--- GIVEN DATA Enclosed Below ---

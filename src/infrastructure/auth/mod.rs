mod caller;
mod claims;
mod jwt;

use thiserror::Error;

pub use caller::Caller;
pub use claims::Claims;
pub use jwt::JwtValidator;

#[derive(Debug, Clone, PartialEq, Eq, Error)]
pub enum AuthError {
    #[error("Authentication required")]
    AuthenticationRequired,

    #[error("Invalid token: {0}")]
    InvalidToken(String),

    #[error("Invalid API key")]
    InvalidApiKey,
}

--- End of Enclosed GIVEN DATA ---

Give back the material above in full, exactly as it reads.

filename src/infrastructure/auth/mod.rs
mod caller;
mod claims;
mod jwt;

use thiserror::Error;

pub use caller::Caller;
pub use claims::Claims;
pub use jwt::JwtValidator;

#[derive(Debug, Clone, PartialEq, Eq, Error)]
pub enum AuthError {
    #[error("Authentication required")]
    AuthenticationRequired,

    #[error("Invalid token: {0}")]
    InvalidToken(String),

    #[error("Invalid API key")]
    InvalidApiKey,
}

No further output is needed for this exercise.